October Monthly Update from Craig Clark

That’s why they are called blind spots!


“If you knew it was there, they wouldn’t call it a blind spot.”

                                                               -Roy Williams, Wizard of Ads


Shortly after Marlene and I were married, I had an opportunity to work for a training and development company that we both admired.  It required a move from Austin to San Francisco,  a place we both liked.

The opportunity was sudden and I was there several weeks before Marlene wrapped things up and joined me.

The job was intense, demanding, long hours and required me to step up my game significantly. Fortunately, I had a mentor. After one of my regular calls home I was complaining to Jerry, “Marlene just doesn’t get it! I’ve tried to explain what this is like and yet she still…blah, blah, blah.”

He listened patiently, like a good mentor, and then softly said “Craig, you don’t listen to her.”

Stunned, I promptly protested, “Jerry what do you mean, I’m in the listening business!”

He just repeated himself, adding “you listen to her like you know what she means, and how things are, and you know what’s really so about things.”

I started to protest, then it hit me, he was spot-on.  Since I was older than Marlene, more experienced, then of course I knew!

I would hear what she said and then give her the benefit of my imperial wisdom. That was my first memory of a blind spot revealed.  The first of many, I might add.

If you are human, you have blind spots and they can cause you to perform in unproductive ways.  

“Hidden within your blind spot is your limiting factor, the thing that holds you back and limits your success”
-Roy Williams.

If you want to overcome them, which is where real progress happens, you have to find them and that requires another set of eyes.

That’s why they call them blind spots


As we grow from infancy we are shaped by our experiences, the impacts of life, the messages from our parents, from our peers, advertising about what we should do, how we should be, etc.

Ruiz, in The Fifth Agreement, calls this our domestication.

That process gives us a particular view of how we think life is and how we are in life.  We form strategies to succeed based on that life view.

We succeed to the limit those strategies allow and the more we succeed the more confident we become in our strategies.  What we don’t see is those strategies also have impacts on others, usually unintended, and those impacts can impede our progress and intentions.

If you have an aggressive management style and you get some feedback that people find you a little pushy and sometimes abrasive you may think, “well that’s just what you have to do to get things done.”

What you don’t see is then people will often work around you, avoid you if possible, and withhold information. All actions that impede our progress.

On a societal scale the constraints that diversity issues, the biases, put on our society is largely a function of blind spots.

Dr. Mahzarin Banaji Co-authored a book With Anthony Greenwald,  Blindspot: The Hidden Biases of Good People, in which they identified some common biases that produce blind spots: (they also discuss ways to correct them)

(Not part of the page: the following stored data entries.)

use chrono::Utc;
use contracts::domain::a004_lokasi::aggregate::LokasiId;
use contracts::domain::a005_model_barang::aggregate::ModelBarangId;
use contracts::domain::a006_barang_masuk::aggregate::{
    BarangMasuk, BarangMasukDetail, BarangMasukId,
};
use contracts::domain::common::EntityMetadata;
use contracts::enums::kondisi::Kondisi;
use sea_orm::entity::prelude::*;
use sea_orm::sea_query::Expr;
use sea_orm::{
    ColumnTrait, Condition, EntityTrait, PaginatorTrait, QueryFilter, QueryOrder, Set,
};
use serde::{Deserialize, Serialize};
use uuid::Uuid;

use crate::shared::data::db::get_connection;

#[derive(Clone, Debug, PartialEq, DeriveEntityModel, Serialize, Deserialize)]
#[sea_orm(table_name = "a006_barang_masuk")]
pub struct Model {
    #[sea_orm(primary_key, auto_increment = false)]
    pub id: String,
    pub tanggal: chrono::NaiveDate,
    pub asal_id: String,
    pub is_deleted: bool,
    pub created_at: Option<chrono::DateTime<chrono::Utc>>,
    pub updated_at: Option<chrono::DateTime<chrono::Utc>>,
    pub version: i32,
}

#[derive(Copy, Clone, Debug, EnumIter, DeriveRelation)]
pub enum Relation {}

impl ActiveModelBehavior for ActiveModel {}

pub mod detail {
    use sea_orm::entity::prelude::*;
    use serde::{Deserialize, Serialize};

    #[derive(Clone, Debug, PartialEq, DeriveEntityModel, Serialize, Deserialize)]
    #[sea_orm(table_name = "a006_barang_masuk_detail")]
    pub struct Model {
        #[sea_orm(primary_key, auto_increment = false)]
        pub id: String,
        pub barang_masuk_id: String,
        pub model_barang_id: String,
        pub serial_number: String,
        pub kondisi: String,
    }

    #[derive(Copy, Clone, Debug, EnumIter, DeriveRelation)]
    pub enum Relation {}

    impl ActiveModelBehavior for ActiveModel {}
}

fn conn() -> &'static DatabaseConnection {
    get_connection()
}

/// Assemble the aggregate from its header row and detail rows
pub fn to_aggregate(m: Model, detail_rows: Vec<detail::Model>) -> BarangMasuk {
    let metadata = EntityMetadata {
        created_at: m.created_at.unwrap_or_else(Utc::now),
        updated_at: m.updated_at.unwrap_or_else(Utc::now),
        is_deleted: m.is_deleted,
        version: m.version,
    };
    let id = Uuid::parse_str(&m.id).unwrap_or_else(|_| Uuid::new_v4());
    let asal = Uuid::parse_str(&m.asal_id).unwrap_or_else(|_| Uuid::new_v4());
    let details = detail_rows
        .into_iter()
        .map(|d| BarangMasukDetail {
            id: Uuid::parse_str(&d.id).unwrap_or_else(|_| Uuid::new_v4()),
            model_barang_id: ModelBarangId(
                Uuid::parse_str(&d.model_barang_id).unwrap_or_else(|_| Uuid::new_v4()),
            ),
            serial_number: d.serial_number,
            kondisi: Kondisi::from_code(&d.kondisi).unwrap_or_default(),
        })
        .collect();
    BarangMasuk {
        id: BarangMasukId(id),
        tanggal: m.tanggal,
        asal_id: LokasiId(asal),
        details,
        metadata,
    }
}

/// One page of transaction headers matching the direct header filters.
/// `id_whitelist` carries the detail-derived restriction, already resolved.
pub async fn list_page(
    tanggal: Option<chrono::NaiveDate>,
    asal_id: Option<Uuid>,
    id_whitelist: Option<&[Uuid]>,
    descending: bool,
    page: u64,
    per_page: u64,
) -> anyhow::Result<(Vec<Model>, u64)> {
    let mut query = Entity::find().filter(Column::IsDeleted.eq(false));
    if let Some(date) = tanggal {
        query = query.filter(Column::Tanggal.eq(date));
    }
    if let Some(asal) = asal_id {
        query = query.filter(Column::AsalId.eq(asal.to_string()));
    }
    if let Some(ids) = id_whitelist {
        let strings: Vec<String> = ids.iter().map(|u| u.to_string()).collect();
        query = query.filter(Column::Id.is_in(strings));
    }
    query = if descending {
        query
            .order_by_desc(Column::Tanggal)
            .order_by_desc(Column::CreatedAt)
    } else {
        query
            .order_by_asc(Column::Tanggal)
            .order_by_asc(Column::CreatedAt)
    };

    let paginator = query.paginate(conn(), per_page);
    let total = paginator.num_items().await?;
    let items = paginator.fetch_page(page.saturating_sub(1)).await?;
    Ok((items, total))
}

/// Detail rows of the given transactions, in insertion order per header
pub async fn details_for(header_ids: &[Uuid]) -> anyhow::Result<Vec<detail::Model>> {
    if header_ids.is_empty() {
        return Ok(Vec::new());
    }
    let strings: Vec<String> = header_ids.iter().map(|u| u.to_string()).collect();
    Ok(detail::Entity::find()
        .filter(detail::Column::BarangMasukId.is_in(strings))
        .all(conn())
        .await?)
}

/// Header ids whose detail lines satisfy the model/search restrictions.
///
/// `model_ids`: line must reference one of these models (kategori/merek
/// filters). `search_serial`/`search_model_ids`: free-text search, matching
/// either the serial number or a model whose name/brand matched.
pub async fn header_ids_with_details(
    model_ids: Option<&[Uuid]>,
    search_serial: Option<&str>,
    search_model_ids: Option<&[Uuid]>,
) -> anyhow::Result<Vec<Uuid>> {
    let mut cond = Condition::all();
    if let Some(ids) = model_ids {
        let strings: Vec<String> = ids.iter().map(|u| u.to_string()).collect();
        cond = cond.add(detail::Column::ModelBarangId.is_in(strings));
    }
    if let Some(serial) = search_serial {
        let pattern = format!("%{}%", serial);
        let mut search_cond = Condition::any().add(detail::Column::SerialNumber.like(&pattern));
        if let Some(ids) = search_model_ids {
            if !ids.is_empty() {
                let strings: Vec<String> = ids.iter().map(|u| u.to_string()).collect();
                search_cond = search_cond.add(detail::Column::ModelBarangId.is_in(strings));
            }
        }
        cond = cond.add(search_cond);
    }

    let rows = detail::Entity::find().filter(cond).all(conn()).await?;
    let mut ids: Vec<Uuid> = rows
        .into_iter()
        .filter_map(|d| Uuid::parse_str(&d.barang_masuk_id).ok())
        .collect();
    ids.sort();
    ids.dedup();
    Ok(ids)
}

pub async fn get_by_id(id: Uuid) -> anyhow::Result<Option<BarangMasuk>> {
    let header = Entity::find_by_id(id.to_string()).one(conn()).await?;
    match header {
        None => Ok(None),
        Some(h) => {
            let details = details_for(&[id]).await?;
            Ok(Some(to_aggregate(h, details)))
        }
    }
}

async fn insert_details(aggregate: &BarangMasuk) -> anyhow::Result<()> {
    for line in &aggregate.details {
        let active = detail::ActiveModel {
            id: Set(line.id.to_string()),
            barang_masuk_id: Set(aggregate.id.value().to_string()),
            model_barang_id: Set(line.model_barang_id.value().to_string()),
            serial_number: Set(line.serial_number.clone()),
            kondisi: Set(line.kondisi.code().to_string()),
        };
        active.insert(conn()).await?;
    }
    Ok(())
}

pub async fn insert(aggregate: &BarangMasuk) -> anyhow::Result<Uuid> {
    let uuid = aggregate.id.value();
    let active = ActiveModel {
        id: Set(uuid.to_string()),
        tanggal: Set(aggregate.tanggal),
        asal_id: Set(aggregate.asal_id.value().to_string()),
        is_deleted: Set(aggregate.metadata.is_deleted),
        created_at: Set(Some(aggregate.metadata.created_at)),
        updated_at: Set(Some(aggregate.metadata.updated_at)),
        version: Set(aggregate.metadata.version),
    };
    active.insert(conn()).await?;
    insert_details(aggregate).await?;
    Ok(uuid)
}

/// Update rewrites the detail lines wholesale: delete then re-insert
pub async fn update(aggregate: &BarangMasuk) -> anyhow::Result<()> {
    let id = aggregate.id.value().to_string();
    let active = ActiveModel {
        id: Set(id.clone()),
        tanggal: Set(aggregate.tanggal),
        asal_id: Set(aggregate.asal_id.value().to_string()),
        is_deleted: Set(aggregate.metadata.is_deleted),
        updated_at: Set(Some(aggregate.metadata.updated_at)),
        version: Set(aggregate.metadata.version),
        created_at: sea_orm::ActiveValue::NotSet,
    };
    active.update(conn()).await?;

    detail::Entity::delete_many()
        .filter(detail::Column::BarangMasukId.eq(id))
        .exec(conn())
        .await?;
    insert_details(aggregate).await?;
    Ok(())
}

pub async fn soft_delete(id: Uuid) -> anyhow::Result<bool> {
    let result = Entity::update_many()
        .col_expr(Column::IsDeleted, Expr::value(true))
        .col_expr(Column::UpdatedAt, Expr::value(Utc::now()))
        .filter(Column::Id.eq(id.to_string()))
        .filter(Column::IsDeleted.eq(false))
        .exec(conn())
        .await?;
    Ok(result.rows_affected > 0)
}

pub async fn count() -> anyhow::Result<u64> {
    Ok(Entity::find()
        .filter(Column::IsDeleted.eq(false))
        .count(conn())
        .await?)
}
use super::repository;
use contracts::domain::a004_lokasi::aggregate::{Lokasi, LokasiRef};
use uuid::Uuid;

pub async fn list_refs() -> anyhow::Result<Vec<LokasiRef>> {
    repository::list_refs().await
}

pub async fn exists(id: Uuid) -> anyhow::Result<bool> {
    Ok(repository::get_by_id(id).await?.is_some())
}

/// Seed reference data; skipped when any location already exists
pub async fn seed(names: &[&str]) -> anyhow::Result<usize> {
    if repository::count().await? > 0 {
        return Ok(0);
    }
    for nama in names {
        repository::insert(&Lokasi::new_for_insert(nama.to_string())).await?;
    }
    Ok(names.len())
}
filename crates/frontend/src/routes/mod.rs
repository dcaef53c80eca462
mod routes;

pub use routes::AppRoutes;
use chrono::Utc;
use contracts::domain::a002_merek::aggregate::{Merek, MerekId, MerekRef};
use contracts::domain::common::EntityMetadata;
use sea_orm::entity::prelude::*;
use sea_orm::{ColumnTrait, EntityTrait, PaginatorTrait, QueryFilter, Set};
use serde::{Deserialize, Serialize};
use std::collections::HashMap;
use uuid::Uuid;

use crate::shared::data::db::get_connection;

#[derive(Clone, Debug, PartialEq, DeriveEntityModel, Serialize, Deserialize)]
#[sea_orm(table_name = "a002_merek")]
pub struct Model {
    #[sea_orm(primary_key, auto_increment = false)]
    pub id: String,
    pub nama: String,
    pub is_deleted: bool,
    pub created_at: Option<chrono::DateTime<chrono::Utc>>,
    pub updated_at: Option<chrono::DateTime<chrono::Utc>>,
    pub version: i32,
}

#[derive(Copy, Clone, Debug, EnumIter, DeriveRelation)]
pub enum Relation {}

impl ActiveModelBehavior for ActiveModel {}

impl From<Model> for Merek {
    fn from(m: Model) -> Self {
        let metadata = EntityMetadata {
            created_at: m.created_at.unwrap_or_else(Utc::now),
            updated_at: m.updated_at.unwrap_or_else(Utc::now),
            is_deleted: m.is_deleted,
            version: m.version,
        };
        let uuid = Uuid::parse_str(&m.id).unwrap_or_else(|_| Uuid::new_v4());
        Merek {
            id: MerekId(uuid),
            nama: m.nama,
            metadata,
        }
    }
}

fn conn() -> &'static DatabaseConnection {
    get_connection()
}

pub async fn list_refs() -> anyhow::Result<Vec<MerekRef>> {
    let mut items: Vec<Merek> = Entity::find()
        .filter(Column::IsDeleted.eq(false))
        .all(conn())
        .await?
        .into_iter()
        .map(Into::into)
        .collect();
    items.sort_by(|a, b| a.nama.to_lowercase().cmp(&b.nama.to_lowercase()));
    Ok(items.iter().map(MerekRef::from).collect())
}

/// id -> nama lookup used when joining names into listing rows
pub async fn name_map() -> anyhow::Result<HashMap<Uuid, String>> {
    let items = Entity::find().all(conn()).await?;
    Ok(items
        .into_iter()
        .filter_map(|m| Uuid::parse_str(&m.id).ok().map(|id| (id, m.nama)))
        .collect())
}

pub async fn get_by_id(id: Uuid) -> anyhow::Result<Option<Merek>> {
    let result = Entity::find_by_id(id.to_string()).one(conn()).await?;
    Ok(result.map(Into::into))
}

/// Brand ids whose name matches the free-text search (case-insensitive)
pub async fn ids_matching_name(search: &str) -> anyhow::Result<Vec<Uuid>> {
    let pattern = format!("%{}%", search);
    let items = Entity::find()
        .filter(Column::IsDeleted.eq(false))
        .filter(Column::Nama.like(&pattern))
        .all(conn())
        .await?;
    Ok(items
        .into_iter()
        .filter_map(|m| Uuid::parse_str(&m.id).ok())
        .collect())
}

pub async fn insert(aggregate: &Merek) -> anyhow::Result<Uuid> {
    let uuid = aggregate.id.value();
    let active = ActiveModel {
        id: Set(uuid.to_string()),
        nama: Set(aggregate.nama.clone()),
        is_deleted: Set(aggregate.metadata.is_deleted),
        created_at: Set(Some(aggregate.metadata.created_at)),
        updated_at: Set(Some(aggregate.metadata.updated_at)),
        version: Set(aggregate.metadata.version),
    };
    active.insert(conn()).await?;
    Ok(uuid)
}

pub async fn count() -> anyhow::Result<u64> {
    Ok(Entity::find()
        .filter(Column::IsDeleted.eq(false))
        .count(conn())
        .await?)
}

Confirmation bias: Looking for qualities and behaviors that confirm your beliefs about someone and ignoring those that contradict your beliefs.

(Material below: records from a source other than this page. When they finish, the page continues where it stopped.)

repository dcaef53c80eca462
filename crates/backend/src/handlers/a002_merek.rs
use axum::Json;
use contracts::domain::a002_merek::aggregate::MerekRef;

use crate::domain::a002_merek;
use crate::shared::error::AppResult;

/// GET /api/merek
pub async fn list() -> AppResult<Json<Vec<MerekRef>>> {
    Ok(Json(a002_merek::service::list_refs().await?))
}
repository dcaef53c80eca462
use axum::Json;
use contracts::system::auth::PermissionSet;

use crate::shared::config::get_config;

/// GET /api/auth/permissions
///
/// The configured permission names. The frontend uses them to decide which
/// affordances to render; this is not an authorization mechanism.
pub async fn permissions() -> Json<PermissionSet> {
    let set: PermissionSet = get_config().auth.permissions.iter().cloned().collect();
    Json(set)
}
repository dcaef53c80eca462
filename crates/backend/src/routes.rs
use axum::routing::{get, post};
use axum::Router;

use crate::handlers;

/// All API routes of the application
pub fn build_router() -> Router {
    Router::new()
        .route("/health", get(|| async { "ok" }))
        // ========================================
        // AUTH / PERMISSIONS
        // ========================================
        .route("/api/auth/permissions", get(handlers::auth::permissions))
        // ========================================
        // REFERENCE DATA
        // ========================================
        .route("/api/kategori", get(handlers::a001_kategori::list))
        .route("/api/merek", get(handlers::a002_merek::list))
        .route("/api/lokasi", get(handlers::a004_lokasi::list))
        // Cascading lookup: item types of one category
        .route("/api/jenis-barang", get(handlers::a003_jenis_barang::list))
        // ========================================
        // MODEL BARANG (CATALOG)
        // ========================================
        .route(
            "/api/model-barang",
            get(handlers::a005_model_barang::list).post(handlers::a005_model_barang::upsert),
        )
        .route(
            "/api/model-barang/labels",
            get(handlers::a005_model_barang::labels),
        )
        .route(
            "/api/model-barang/refs",
            get(handlers::a005_model_barang::refs),
        )
        .route(
            "/api/model-barang/:id",
            get(handlers::a005_model_barang::get_by_id).delete(handlers::a005_model_barang::delete),
        )
        // ========================================
        // BARANG MASUK (INCOMING)
        // ========================================
        .route(
            "/api/barang-masuk",
            get(handlers::a006_barang_masuk::list).post(handlers::a006_barang_masuk::upsert),
        )
        .route(
            "/api/barang-masuk/:id",
            get(handlers::a006_barang_masuk::get_by_id).delete(handlers::a006_barang_masuk::delete),
        )
        // ========================================
        // BARANG KEMBALI (RETURNED)
        // ========================================
        .route(
            "/api/barang-kembali",
            get(handlers::a007_barang_kembali::list).post(handlers::a007_barang_kembali::upsert),
        )
        .route(
            "/api/barang-kembali/:id",
            get(handlers::a007_barang_kembali::get_by_id)
                .delete(handlers::a007_barang_kembali::delete),
        )
        // ========================================
        // DEVELOPMENT
        // ========================================
        .route("/api/testdata", post(handlers::testdata::seed))
}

Halo/horns: When one positive or negative impression of someone carries over into all future interactions with that person.

Prototype bias: Assuming that someone is the perfect fit for a role or task based on stereotyping.

Similarity effect: Being drawn toward and trusting people who are most like us.

In our work with executive teams, part of our process is to distinguish blind spots, how they work and their impact.

We set a group up to have a one-to-one conversation with each other where they give feedback on their perceptions of the other’s blind spots, as well as the emotional impact and how they compensate in their behavior.

People are always amazed by what they hear.

What gets revealed is people had no register for the unintended impacts they often make. What’s refreshing is how quick they start to self-correct, when a blind spot is revealed, which almost always takes another set of eyes.

From blind spot to breakthrough.  Real personal growth takes a willingness to be introspective, it is a quality of leadership and a portal to greater performance.

Fortunately, I had a mentor that opened my eyes to a blind spot that was having an unintended impact on my wife.

When people realize their impact they usually are reliable to self-correct.  

After that conversation I promptly called Marlene and shared the whole conversation I had with Jerry.  I apologized and promised I would endeavor to always listen to her as if whatever she said was real for her in the moment, and anytime she felt I wasn’t to please tell me and I would correct.

Her quiet emotional response was that I had no idea what a blessing it was for her to hear me say that.  I later discovered that had I not discovered my blind spot, communicated and corrected so early in our marriage, she may not have joined me in San Francisco.

By the way, she rigorously took me up on letting me know when she felt I wasn’t listening.  It’s been some of the best trainings I’ve ever had.  I’m a better Man for it.

Give your life a boost, go find your blind spots!